Exercise objective: Which lines of the material contain the word "unique"? Show each one.

[Start of Attachment]

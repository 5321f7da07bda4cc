use axum::{http::StatusCode, response::Response, routing::get, Router};

use crate::{
    app::unmatched_request,
    response::{render, Outcome, Rendering},
    state::AppState,
};

pub mod catalog;

pub fn router() -> Router<AppState> {
    Router::new().route("/courses", get(list_courses).fallback(unmatched_request))
}

pub async fn list_courses() -> Response {
    render(
        Outcome::from_serialize(StatusCode::OK, &catalog::course_list()),
        Rendering::Json,
    )
}
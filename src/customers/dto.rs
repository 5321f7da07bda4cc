use serde::{Deserialize, Serialize};
use time::OffsetDateTime;

use crate::customers::repo_types::{User, UserId};

/// Registration payload, shared by the JSON body and the HTML form.
///
/// Fields are optional so a missing field becomes a validation error
/// instead of an extractor rejection.
#[derive(Debug, Clone, Default, Deserialize)]
pub struct RegisterRequest {
    #[serde(default)]
    pub name: Option<String>,
    #[serde(default)]
    pub email: Option<String>,
    #[serde(default)]
    pub gender: Option<String>,
    #[serde(default)]
    pub phone: Option<String>,
}

/// Login payload. The HTML form posts the field as `Name`.
#[derive(Debug, Clone, Default, Deserialize)]
pub struct LoginRequest {
    #[serde(default, alias = "Name")]
    pub name: Option<String>,
}

#[derive(Debug, Serialize)]
pub struct RegisteredResponse {
    pub message: &'static str,
    pub user_id: UserId,
    pub name: String,
    pub email: String,
}

#[derive(Debug, Serialize)]
pub struct LoginResponse {
    pub message: &'static str,
    pub user: PublicUser,
}

/// Public part of the user returned to the client.
#[derive(Debug, Serialize)]
pub struct PublicUser {
    pub id: UserId,
    pub name: String,
    pub email: String,
    #[serde(with = "time::serde::rfc3339")]
    pub created_at: OffsetDateTime,
}

impl From<User> for PublicUser {
    fn from(u: User) -> Self {
        Self {
            id: u.id,
            name: u.name,
            email: u.email,
            created_at: u.created_at,
        }
    }
}
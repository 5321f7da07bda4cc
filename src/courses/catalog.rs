use serde::Serialize;

#[derive(Debug, Clone, Copy, PartialEq, Eq, Serialize)]
pub enum Difficulty {
    Beginner,
    Intermediate,
    Advanced,
}

#[derive(Debug, Clone, Serialize)]
pub struct Course {
    pub id: u32,
    pub name: &'static str,
    pub description: &'static str,
    pub duration: &'static str,
    pub modules: u32,
    pub difficulty: Difficulty,
    pub icon: &'static str,
    pub color: &'static str,
}

static COURSES: [Course; 3] = [
    Course {
        id: 1,
        name: "AWS Fundamentals",
        description: "Master core AWS services including EC2, S3, VPC, and IAM",
        duration: "40 hours",
        modules: 12,
        difficulty: Difficulty::Beginner,
        icon: "fab fa-aws",
        color: "#ff9900",
    },
    Course {
        id: 2,
        name: "DevOps & CI/CD",
        description: "Build automated deployment pipelines with CodePipeline and Docker",
        duration: "35 hours",
        modules: 10,
        difficulty: Difficulty::Intermediate,
        icon: "fas fa-code-branch",
        color: "#00d4ff",
    },
    Course {
        id: 3,
        name: "Cloud Security",
        description: "Implement security best practices in AWS environments",
        duration: "30 hours",
        modules: 8,
        difficulty: Difficulty::Advanced,
        icon: "fas fa-shield-alt",
        color: "#00ff88",
    },
];

pub fn catalog() -> &'static [Course] {
    &COURSES
}

#[derive(Debug, Serialize)]
pub struct CourseList {
    pub courses: &'static [Course],
    pub total_courses: usize,
}

pub fn course_list() -> CourseList {
    let courses = catalog();
    CourseList {
        courses,
        total_courses: courses.len(),
    }
}
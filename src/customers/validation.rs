use lazy_static::lazy_static;
use regex::Regex;
use thiserror::Error;

use crate::customers::{
    dto::{LoginRequest, RegisterRequest},
    repo_types::{Gender, NewUser},
};

pub const NAME_MIN_CHARS: usize = 2;
pub const NAME_MAX_CHARS: usize = 50;
const EMAIL_MAX_LEN: usize = 254;

#[derive(Debug, Clone, PartialEq, Eq, Error)]
pub enum ValidationError {
    #[error("{0} is required")]
    Missing(&'static str),

    #[error("{field} {reason}")]
    Invalid {
        field: &'static str,
        reason: &'static str,
    },

    #[error("Malformed request body: {0}")]
    MalformedBody(String),
}

impl ValidationError {
    pub fn field(&self) -> Option<&'static str> {
        match self {
            ValidationError::Missing(field) | ValidationError::Invalid { field, .. } => {
                Some(field)
            }
            ValidationError::MalformedBody(_) => None,
        }
    }
}

pub(crate) fn is_valid_email(email: &str) -> bool {
    lazy_static! {
        static ref EMAIL_RE: Regex = Regex::new(
            r"^[a-zA-Z0-9.!#$%&'*+/=?^_`{|}~-]+@[a-zA-Z0-9](?:[a-zA-Z0-9-]{0,61}[a-zA-Z0-9])?(?:\.[a-zA-Z0-9](?:[a-zA-Z0-9-]{0,61}[a-zA-Z0-9])?)+$"
        )
        .unwrap();
    }
    email.len() <= EMAIL_MAX_LEN && EMAIL_RE.is_match(email)
}

/// Escapes the characters that matter inside HTML text and attribute values.
pub fn escape_html(input: &str) -> String {
    let mut out = String::with_capacity(input.len());
    for c in input.chars() {
        match c {
            '&' => out.push_str("&amp;"),
            '<' => out.push_str("&lt;"),
            '>' => out.push_str("&gt;"),
            '"' => out.push_str("&quot;"),
            '\'' => out.push_str("&#039;"),
            _ => out.push(c),
        }
    }
    out
}

/// Drops backslash escapes: `\\x` becomes `x` and a trailing backslash is
/// removed.
pub fn strip_slashes(input: &str) -> String {
    let mut out = String::with_capacity(input.len());
    let mut chars = input.chars();
    while let Some(c) = chars.next() {
        if c == '\\' {
            if let Some(next) = chars.next() {
                out.push(next);
            }
        } else {
            out.push(c);
        }
    }
    out
}

/// Trim, unescape, then HTML-escape. Parameterized queries still do the real
/// work.
pub fn sanitize_input(input: &str) -> String {
    escape_html(&strip_slashes(input.trim()))
}

fn required<'a>(field: &'static str, value: Option<&'a str>) -> Result<&'a str, ValidationError> {
    match value.map(str::trim) {
        Some(v) if !v.is_empty() => Ok(v),
        _ => Err(ValidationError::Missing(field)),
    }
}

/// Checks a registration payload and returns the sanitized record to insert.
///
/// Presence of every field is checked before any format rule, so a payload
/// missing `phone` with a bad email reports the missing phone.
pub fn validate_registration(input: &RegisterRequest) -> Result<NewUser, ValidationError> {
    let name = required("name", input.name.as_deref())?;
    let email = required("email", input.email.as_deref())?;
    let gender = required("gender", input.gender.as_deref())?;
    let phone = required("phone", input.phone.as_deref())?;

    let name_len = name.chars().count();
    if !(NAME_MIN_CHARS..=NAME_MAX_CHARS).contains(&name_len) {
        return Err(ValidationError::Invalid {
            field: "name",
            reason: "must be between 2 and 50 characters",
        });
    }

    let email = email.to_lowercase();
    if !is_valid_email(&email) {
        return Err(ValidationError::Invalid {
            field: "email",
            reason: "must be a valid email address",
        });
    }

    let gender: Gender = gender.parse().map_err(|_| ValidationError::Invalid {
        field: "gender",
        reason: "must be one of male, female, other",
    })?;

    Ok(NewUser {
        name: sanitize_input(name),
        gender,
        email,
        phone: sanitize_input(phone),
    })
}

/// Returns the sanitized name to look up.
pub fn validate_login_name(input: &LoginRequest) -> Result<String, ValidationError> {
    let name = required("name", input.name.as_deref())?;
    if name.chars().count() < NAME_MIN_CHARS {
        return Err(ValidationError::Invalid {
            field: "name",
            reason: "must be at least 2 characters",
        });
    }
    Ok(sanitize_input(name))
}
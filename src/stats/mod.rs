use axum::{extract::State, http::StatusCode, response::Response, routing::get, Router};
use tracing::instrument;

use crate::{
    app::unmatched_request,
    response::{respond, Outcome, Rendering},
    state::AppState,
};

pub mod services;

pub fn router() -> Router<AppState> {
    Router::new().route("/stats", get(get_stats).fallback(unmatched_request))
}

#[instrument(skip(state))]
pub async fn get_stats(State(state): State<AppState>) -> Response {
    let result = services::platform_stats(state.store.as_ref(), &state.config.platform)
        .await
        .map(|stats| Outcome::from_serialize(StatusCode::OK, &stats));
    respond(result, state.debug_mode(), Rendering::Json)
}
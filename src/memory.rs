//! In-memory `AcademyStore` for tests. Mirrors the Postgres semantics that
//! matter: unique email, active-only name lookup with lowest-id tie-break.

use std::sync::{
    atomic::{AtomicBool, AtomicUsize, Ordering},
    Arc, Mutex,
};

use async_trait::async_trait;
use time::OffsetDateTime;

use crate::customers::repo_types::{NewUser, User, UserId, UserStatus};
use crate::db::{round2, AcademyStore, StoreError, StoreResult};

#[derive(Default)]
struct Inner {
    users: Mutex<Vec<User>>,
    progress: Mutex<Vec<f64>>,
    failing: AtomicBool,
    blind_email_lookup: AtomicBool,
    calls: AtomicUsize,
}

#[derive(Clone, Default)]
pub struct MemoryStore {
    inner: Arc<Inner>,
}

impl MemoryStore {
    pub fn with_progress(self, values: &[f64]) -> Self {
        self.inner.progress.lock().unwrap().extend_from_slice(values);
        self
    }

    /// Every subsequent call fails like a dropped connection.
    pub fn failing(self) -> Self {
        self.inner.failing.store(true, Ordering::SeqCst);
        self
    }

    /// `find_user_by_email` always misses, as if another request inserted
    /// the row between the lookup and the insert.
    pub fn blind_email_lookup(self) -> Self {
        self.inner.blind_email_lookup.store(true, Ordering::SeqCst);
        self
    }

    pub fn push_user(&self, user: NewUser, status: UserStatus) -> UserId {
        append(&mut self.inner.users.lock().unwrap(), user, status)
    }

    pub fn calls(&self) -> usize {
        self.inner.calls.load(Ordering::SeqCst)
    }

    pub fn user_count(&self) -> usize {
        self.inner.users.lock().unwrap().len()
    }

    fn enter(&self) -> StoreResult<()> {
        self.inner.calls.fetch_add(1, Ordering::SeqCst);
        if self.inner.failing.load(Ordering::SeqCst) {
            return Err(StoreError::Database(sqlx::Error::PoolTimedOut));
        }
        Ok(())
    }
}

fn append(users: &mut Vec<User>, user: NewUser, status: UserStatus) -> UserId {
    let id = users.len() as UserId + 1;
    users.push(User {
        id,
        name: user.name,
        gender: user.gender,
        email: user.email,
        phone: user.phone,
        status,
        created_at: OffsetDateTime::now_utc(),
    });
    id
}

#[async_trait]
impl AcademyStore for MemoryStore {
    async fn find_user_by_email(&self, email: &str) -> StoreResult<Option<User>> {
        self.enter()?;
        if self.inner.blind_email_lookup.load(Ordering::SeqCst) {
            return Ok(None);
        }
        let users = self.inner.users.lock().unwrap();
        Ok(users.iter().find(|u| u.email == email).cloned())
    }

    async fn insert_user(&self, user: &NewUser) -> StoreResult<UserId> {
        self.enter()?;
        // Check and insert under one guard, like the unique constraint.
        let mut users = self.inner.users.lock().unwrap();
        if users.iter().any(|u| u.email == user.email) {
            return Err(StoreError::DuplicateKey);
        }
        Ok(append(&mut users, user.clone(), UserStatus::Active))
    }

    async fn find_user_by_name(&self, name: &str) -> StoreResult<Option<User>> {
        self.enter()?;
        let users = self.inner.users.lock().unwrap();
        Ok(users
            .iter()
            .filter(|u| u.name == name && u.status == UserStatus::Active)
            .min_by_key(|u| u.id)
            .cloned())
    }

    async fn count_active_users(&self) -> StoreResult<i64> {
        self.enter()?;
        let users = self.inner.users.lock().unwrap();
        Ok(users.iter().filter(|u| u.status == UserStatus::Active).count() as i64)
    }

    async fn count_progress_rows(&self) -> StoreResult<i64> {
        self.enter()?;
        Ok(self.inner.progress.lock().unwrap().len() as i64)
    }

    async fn average_progress(&self) -> StoreResult<f64> {
        self.enter()?;
        let progress = self.inner.progress.lock().unwrap();
        if progress.is_empty() {
            return Ok(0.0);
        }
        Ok(round2(progress.iter().sum::<f64>() / progress.len() as f64))
    }
}
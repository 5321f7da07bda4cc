//! HTML form endpoints. Same validation, store and services as the JSON
//! API; only extraction and rendering differ.

use axum::{
    extract::{rejection::FormRejection, State},
    response::Response,
    routing::post,
    Form, Router,
};
use tracing::{instrument, warn};

use crate::{
    app::unmatched_request,
    customers::{
        dto::{LoginRequest, RegisterRequest},
        handlers::{login_outcome, registered_outcome},
        services,
        validation::ValidationError,
    },
    error::AppError,
    response::{respond, FormLinks, Rendering},
    state::AppState,
};

const SIGNUP_PAGE: &str = "newuser.html";
const LOGIN_PAGE: &str = "validation.html";

const REGISTER_FORM: Rendering = Rendering::Html(FormLinks {
    retry: SIGNUP_PAGE,
    login: LOGIN_PAGE,
    signup: SIGNUP_PAGE,
});

const LOGIN_FORM: Rendering = Rendering::Html(FormLinks {
    retry: LOGIN_PAGE,
    login: LOGIN_PAGE,
    signup: SIGNUP_PAGE,
});

pub fn router() -> Router<AppState> {
    Router::new()
        .route("/forms/register", post(register_form).fallback(unmatched_request))
        .route("/forms/login", post(login_form).fallback(unmatched_request))
}

fn malformed(rejection: FormRejection) -> AppError {
    warn!(error = %rejection.body_text(), "malformed form body");
    AppError::Validation(ValidationError::MalformedBody(rejection.body_text()))
}

#[instrument(skip(state, form))]
pub async fn register_form(
    State(state): State<AppState>,
    form: Result<Form<RegisterRequest>, FormRejection>,
) -> Response {
    let result = match form {
        Ok(Form(input)) => services::register(state.store.as_ref(), &input)
            .await
            .map(registered_outcome),
        Err(rejection) => Err(malformed(rejection)),
    };
    respond(result, state.debug_mode(), REGISTER_FORM)
}

#[instrument(skip(state, form))]
pub async fn login_form(
    State(state): State<AppState>,
    form: Result<Form<LoginRequest>, FormRejection>,
) -> Response {
    let result = match form {
        Ok(Form(input)) => services::login(state.store.as_ref(), &input)
            .await
            .map(login_outcome),
        Err(rejection) => Err(malformed(rejection)),
    };
    respond(result, state.debug_mode(), LOGIN_FORM)
}
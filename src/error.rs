use axum::http::StatusCode;
use serde_json::json;
use thiserror::Error;
use tracing::error;

use crate::{customers::validation::ValidationError, db::StoreError, response::Outcome};

/// Terminal failure of a request, whichever transport carried it.
#[derive(Debug, Error)]
pub enum AppError {
    #[error(transparent)]
    Validation(#[from] ValidationError),

    #[error("Email already registered")]
    Conflict,

    #[error("User not found")]
    UserNotFound,

    #[error("Endpoint not found")]
    NotFound,

    #[error("Method not allowed")]
    MethodNotAllowed,

    /// `context` is the only part shown to clients outside debug mode.
    #[error("{context}: {source}")]
    Store {
        context: &'static str,
        #[source]
        source: StoreError,
    },
}

impl AppError {
    pub fn store(context: &'static str) -> impl FnOnce(StoreError) -> AppError {
        move |source| AppError::Store { context, source }
    }

    pub fn status(&self) -> StatusCode {
        match self {
            AppError::Validation(_) => StatusCode::BAD_REQUEST,
            AppError::Conflict => StatusCode::CONFLICT,
            AppError::UserNotFound => StatusCode::UNAUTHORIZED,
            AppError::NotFound => StatusCode::NOT_FOUND,
            AppError::MethodNotAllowed => StatusCode::METHOD_NOT_ALLOWED,
            AppError::Store { .. } => StatusCode::INTERNAL_SERVER_ERROR,
        }
    }

    /// Message sent to the client. Store details only leak in debug mode.
    pub fn public_message(&self, debug: bool) -> String {
        match self {
            AppError::Store { context, .. } if !debug => (*context).to_string(),
            other => other.to_string(),
        }
    }

    /// Logs store failures in full and converts to `{error}`.
    pub fn into_outcome(self, debug: bool) -> Outcome {
        if let AppError::Store { context, source } = &self {
            error!(error = %source, context = %context, "store failure");
        }
        Outcome::new(self.status(), json!({ "error": self.public_message(debug) }))
    }
}
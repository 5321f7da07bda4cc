mod app;
mod config;
mod courses;
mod customers;
mod db;
mod error;
mod forms;
#[cfg(test)]
mod memory;
mod response;
mod state;
mod stats;

use crate::state::AppState;

#[tokio::main]
async fn main() -> anyhow::Result<()> {
    dotenvy::dotenv().ok();

    let env_filter = std::env::var("RUST_LOG")
        .unwrap_or_else(|_| "academy=debug,axum=info,tower_http=info".to_string());
    let json_logs = std::env::var("LOG_FORMAT")
        .map(|v| v == "json")
        .unwrap_or(false);

    if json_logs {
        tracing_subscriber::fmt()
            .with_env_filter(env_filter)
            .with_target(false)
            .json()
            .init();
    } else {
        tracing_subscriber::fmt().with_env_filter(env_filter).init();
    }

    let app_state = AppState::init().await?;
    if app_state.debug_mode() {
        tracing::warn!("DEBUG_MODE is on; store errors are returned to clients");
    }

    let config = app_state.config.clone();
    let app = app::build_app(app_state);
    app::serve(app, &config).await
}
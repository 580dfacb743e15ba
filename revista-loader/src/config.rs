//! Batch collector configuration.

use std::num::NonZeroUsize;
use std::time::Duration;

/// Rules shared by every collector of one request.
#[derive(Debug, Clone, Copy, PartialEq, Eq)]
pub struct BatchConfig {
    /// How long a freshly opened batch keeps accepting keys before it is
    /// dispatched. Concurrent resolvers polled in the same scheduling pass
    /// always land inside this window.
    pub window: Duration,
    /// Upper bound on keys per fetch. A batch that reaches it is dispatched
    /// right away and later keys open a new batch.
    pub max_batch_size: Option<NonZeroUsize>,
}

impl Default for BatchConfig {
    fn default() -> Self {
        Self {
            window: Duration::from_millis(1),
            max_batch_size: None,
        }
    }
}

impl BatchConfig {
    /// Create a new batch config with default values.
    pub fn new() -> Self {
        Self::default()
    }

    /// Set the collection window.
    pub fn with_window(mut self, window: Duration) -> Self {
        self.window = window;
        self
    }

    /// Cap the number of keys per fetch. Zero removes the cap.
    pub fn with_max_batch_size(mut self, max: usize) -> Self {
        self.max_batch_size = NonZeroUsize::new(max);
        self
    }
}

#[cfg(test)]
mod tests {
    use super::*;

    #[test]
    fn test_zero_max_batch_size_means_unbounded() {
        let config = BatchConfig::new().with_max_batch_size(0);
        assert_eq!(config.max_batch_size, None);

        let config = config.with_max_batch_size(3);
        assert_eq!(config.max_batch_size.map(NonZeroUsize::get), Some(3));
    }
}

[End of Attachment]

Response area:
//! matter: unique email, active-only name lookup with lowest-id tie-break.
        // Check and insert under one guard, like the unique constraint.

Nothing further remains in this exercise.